Activity
If a line in the data has the string "Marker", please show it.
=== Input for this task ===
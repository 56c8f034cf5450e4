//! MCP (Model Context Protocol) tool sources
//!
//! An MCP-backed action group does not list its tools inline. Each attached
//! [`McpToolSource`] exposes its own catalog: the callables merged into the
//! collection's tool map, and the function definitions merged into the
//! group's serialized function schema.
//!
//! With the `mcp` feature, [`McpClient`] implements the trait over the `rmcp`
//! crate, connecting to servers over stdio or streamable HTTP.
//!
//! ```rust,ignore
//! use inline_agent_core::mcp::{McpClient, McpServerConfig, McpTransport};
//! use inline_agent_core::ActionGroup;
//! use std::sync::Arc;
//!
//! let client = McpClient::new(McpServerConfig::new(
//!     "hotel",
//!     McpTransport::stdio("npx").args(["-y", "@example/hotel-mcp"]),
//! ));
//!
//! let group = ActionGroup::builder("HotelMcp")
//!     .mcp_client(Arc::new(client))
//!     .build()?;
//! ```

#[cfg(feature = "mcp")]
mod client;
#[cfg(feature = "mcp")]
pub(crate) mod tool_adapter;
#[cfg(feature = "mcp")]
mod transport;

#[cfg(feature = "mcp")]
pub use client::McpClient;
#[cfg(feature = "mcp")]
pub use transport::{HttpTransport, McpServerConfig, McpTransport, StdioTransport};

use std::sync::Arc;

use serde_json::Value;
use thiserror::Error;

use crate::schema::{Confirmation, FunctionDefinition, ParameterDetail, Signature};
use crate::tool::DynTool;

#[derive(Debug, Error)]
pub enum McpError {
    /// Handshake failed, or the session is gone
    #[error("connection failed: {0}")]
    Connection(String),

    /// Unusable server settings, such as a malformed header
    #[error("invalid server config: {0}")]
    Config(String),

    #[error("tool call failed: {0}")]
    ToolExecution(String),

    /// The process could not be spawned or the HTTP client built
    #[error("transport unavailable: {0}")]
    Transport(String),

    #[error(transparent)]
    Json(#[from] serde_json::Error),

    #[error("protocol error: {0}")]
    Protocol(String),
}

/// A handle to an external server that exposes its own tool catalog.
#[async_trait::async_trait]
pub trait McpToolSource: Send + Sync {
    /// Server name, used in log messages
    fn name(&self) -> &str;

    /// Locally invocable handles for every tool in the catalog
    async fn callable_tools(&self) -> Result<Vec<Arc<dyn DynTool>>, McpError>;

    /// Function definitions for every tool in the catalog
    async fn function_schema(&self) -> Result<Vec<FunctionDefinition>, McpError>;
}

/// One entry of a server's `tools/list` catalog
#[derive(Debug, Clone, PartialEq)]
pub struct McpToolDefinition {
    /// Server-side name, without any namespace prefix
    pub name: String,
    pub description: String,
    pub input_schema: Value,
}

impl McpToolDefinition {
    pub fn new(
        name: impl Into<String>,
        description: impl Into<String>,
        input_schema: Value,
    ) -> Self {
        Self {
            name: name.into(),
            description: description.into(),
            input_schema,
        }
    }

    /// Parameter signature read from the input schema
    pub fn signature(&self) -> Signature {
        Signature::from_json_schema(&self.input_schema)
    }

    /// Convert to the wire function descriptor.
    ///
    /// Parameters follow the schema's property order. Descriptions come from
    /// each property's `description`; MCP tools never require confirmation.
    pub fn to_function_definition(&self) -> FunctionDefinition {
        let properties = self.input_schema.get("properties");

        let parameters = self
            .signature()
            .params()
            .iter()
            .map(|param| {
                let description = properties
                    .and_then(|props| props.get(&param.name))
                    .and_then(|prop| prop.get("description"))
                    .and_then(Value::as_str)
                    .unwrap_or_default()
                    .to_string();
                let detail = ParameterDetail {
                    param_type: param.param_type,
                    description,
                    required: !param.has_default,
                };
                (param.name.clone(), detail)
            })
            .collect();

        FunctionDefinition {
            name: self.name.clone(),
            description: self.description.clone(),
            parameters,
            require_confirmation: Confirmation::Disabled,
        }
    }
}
===
=== Input for this task ===
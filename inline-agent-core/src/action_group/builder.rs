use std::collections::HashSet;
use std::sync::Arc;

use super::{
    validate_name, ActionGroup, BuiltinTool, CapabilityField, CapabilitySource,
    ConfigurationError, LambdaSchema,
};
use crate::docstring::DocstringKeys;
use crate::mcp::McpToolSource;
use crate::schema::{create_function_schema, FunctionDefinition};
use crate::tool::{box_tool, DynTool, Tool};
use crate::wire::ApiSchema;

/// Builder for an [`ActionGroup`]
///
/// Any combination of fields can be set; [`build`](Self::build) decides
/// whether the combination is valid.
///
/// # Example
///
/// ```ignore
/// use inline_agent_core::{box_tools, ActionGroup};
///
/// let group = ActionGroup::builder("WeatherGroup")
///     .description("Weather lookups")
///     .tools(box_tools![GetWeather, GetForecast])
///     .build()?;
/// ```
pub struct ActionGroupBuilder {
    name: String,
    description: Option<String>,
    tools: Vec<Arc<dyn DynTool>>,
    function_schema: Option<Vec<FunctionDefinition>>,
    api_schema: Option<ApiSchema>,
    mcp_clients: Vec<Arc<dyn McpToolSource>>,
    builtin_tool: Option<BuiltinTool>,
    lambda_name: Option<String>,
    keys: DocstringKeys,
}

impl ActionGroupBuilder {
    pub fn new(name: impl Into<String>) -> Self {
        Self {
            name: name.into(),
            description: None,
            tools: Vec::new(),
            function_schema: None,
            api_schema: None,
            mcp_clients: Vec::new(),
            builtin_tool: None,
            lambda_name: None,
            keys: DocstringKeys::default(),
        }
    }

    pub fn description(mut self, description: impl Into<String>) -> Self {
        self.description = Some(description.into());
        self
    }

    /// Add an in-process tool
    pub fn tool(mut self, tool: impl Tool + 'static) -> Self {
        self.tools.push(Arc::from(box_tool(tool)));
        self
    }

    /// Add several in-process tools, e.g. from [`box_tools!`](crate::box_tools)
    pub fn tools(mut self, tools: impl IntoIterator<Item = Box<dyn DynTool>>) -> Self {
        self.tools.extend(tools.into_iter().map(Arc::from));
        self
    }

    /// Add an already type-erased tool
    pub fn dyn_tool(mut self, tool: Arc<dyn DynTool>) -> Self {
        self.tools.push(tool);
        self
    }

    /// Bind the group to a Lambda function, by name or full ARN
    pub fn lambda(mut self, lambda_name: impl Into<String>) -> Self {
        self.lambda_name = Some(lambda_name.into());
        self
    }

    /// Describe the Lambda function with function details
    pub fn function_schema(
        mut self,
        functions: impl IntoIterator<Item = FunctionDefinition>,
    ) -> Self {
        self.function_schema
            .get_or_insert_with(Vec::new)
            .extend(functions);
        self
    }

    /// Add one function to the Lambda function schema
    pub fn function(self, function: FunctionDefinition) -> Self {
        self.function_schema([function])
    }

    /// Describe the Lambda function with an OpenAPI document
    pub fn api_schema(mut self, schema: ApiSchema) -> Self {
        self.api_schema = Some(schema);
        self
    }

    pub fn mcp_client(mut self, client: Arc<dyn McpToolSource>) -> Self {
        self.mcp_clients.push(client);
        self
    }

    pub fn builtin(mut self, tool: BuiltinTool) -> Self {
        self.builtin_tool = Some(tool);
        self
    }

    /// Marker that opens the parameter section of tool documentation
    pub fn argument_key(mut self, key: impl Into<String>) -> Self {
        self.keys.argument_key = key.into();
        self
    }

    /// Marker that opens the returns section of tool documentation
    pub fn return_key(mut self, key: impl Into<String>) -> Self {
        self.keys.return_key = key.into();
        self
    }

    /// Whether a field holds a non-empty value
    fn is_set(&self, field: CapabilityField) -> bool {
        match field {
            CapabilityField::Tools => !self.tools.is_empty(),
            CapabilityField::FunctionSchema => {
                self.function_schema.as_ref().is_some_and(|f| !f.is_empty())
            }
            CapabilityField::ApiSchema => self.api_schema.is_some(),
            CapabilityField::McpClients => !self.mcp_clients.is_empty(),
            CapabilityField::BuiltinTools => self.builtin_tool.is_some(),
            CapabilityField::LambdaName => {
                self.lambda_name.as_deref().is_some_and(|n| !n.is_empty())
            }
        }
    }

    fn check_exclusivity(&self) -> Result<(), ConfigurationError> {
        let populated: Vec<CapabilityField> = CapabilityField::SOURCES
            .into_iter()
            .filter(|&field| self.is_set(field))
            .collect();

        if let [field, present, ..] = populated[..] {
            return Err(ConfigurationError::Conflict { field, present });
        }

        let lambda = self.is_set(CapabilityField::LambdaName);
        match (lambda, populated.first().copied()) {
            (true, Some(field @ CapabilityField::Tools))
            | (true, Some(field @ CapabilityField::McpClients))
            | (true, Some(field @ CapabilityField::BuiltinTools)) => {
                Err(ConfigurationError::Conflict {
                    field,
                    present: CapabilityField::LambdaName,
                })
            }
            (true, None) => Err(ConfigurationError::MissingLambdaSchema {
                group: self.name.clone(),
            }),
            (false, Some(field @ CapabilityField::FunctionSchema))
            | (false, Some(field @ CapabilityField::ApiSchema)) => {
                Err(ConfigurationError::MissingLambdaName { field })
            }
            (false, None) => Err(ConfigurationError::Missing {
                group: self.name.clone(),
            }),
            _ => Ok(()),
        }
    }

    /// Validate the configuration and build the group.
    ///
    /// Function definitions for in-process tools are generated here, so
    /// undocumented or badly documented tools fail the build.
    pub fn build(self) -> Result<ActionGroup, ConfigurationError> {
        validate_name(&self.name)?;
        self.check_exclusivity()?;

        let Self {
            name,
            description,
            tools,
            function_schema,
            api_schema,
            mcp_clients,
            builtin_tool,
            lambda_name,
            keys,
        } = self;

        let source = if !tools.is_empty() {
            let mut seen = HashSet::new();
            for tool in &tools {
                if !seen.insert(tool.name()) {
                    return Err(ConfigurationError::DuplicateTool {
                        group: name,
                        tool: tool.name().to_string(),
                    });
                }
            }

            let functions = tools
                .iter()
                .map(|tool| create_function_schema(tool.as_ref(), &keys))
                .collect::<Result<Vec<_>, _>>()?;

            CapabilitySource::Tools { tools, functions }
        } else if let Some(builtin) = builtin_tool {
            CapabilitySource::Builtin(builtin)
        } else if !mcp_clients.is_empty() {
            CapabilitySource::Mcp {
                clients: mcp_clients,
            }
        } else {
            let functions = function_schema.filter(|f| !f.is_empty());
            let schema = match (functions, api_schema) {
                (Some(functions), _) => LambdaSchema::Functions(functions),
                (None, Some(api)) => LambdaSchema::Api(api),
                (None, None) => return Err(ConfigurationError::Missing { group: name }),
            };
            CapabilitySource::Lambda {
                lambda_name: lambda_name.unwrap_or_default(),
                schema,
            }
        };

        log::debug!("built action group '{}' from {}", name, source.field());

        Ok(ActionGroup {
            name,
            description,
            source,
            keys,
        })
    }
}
===
Result of the task
    /// Marker that opens the parameter section of tool documentation
    /// Marker that opens the returns section of tool documentation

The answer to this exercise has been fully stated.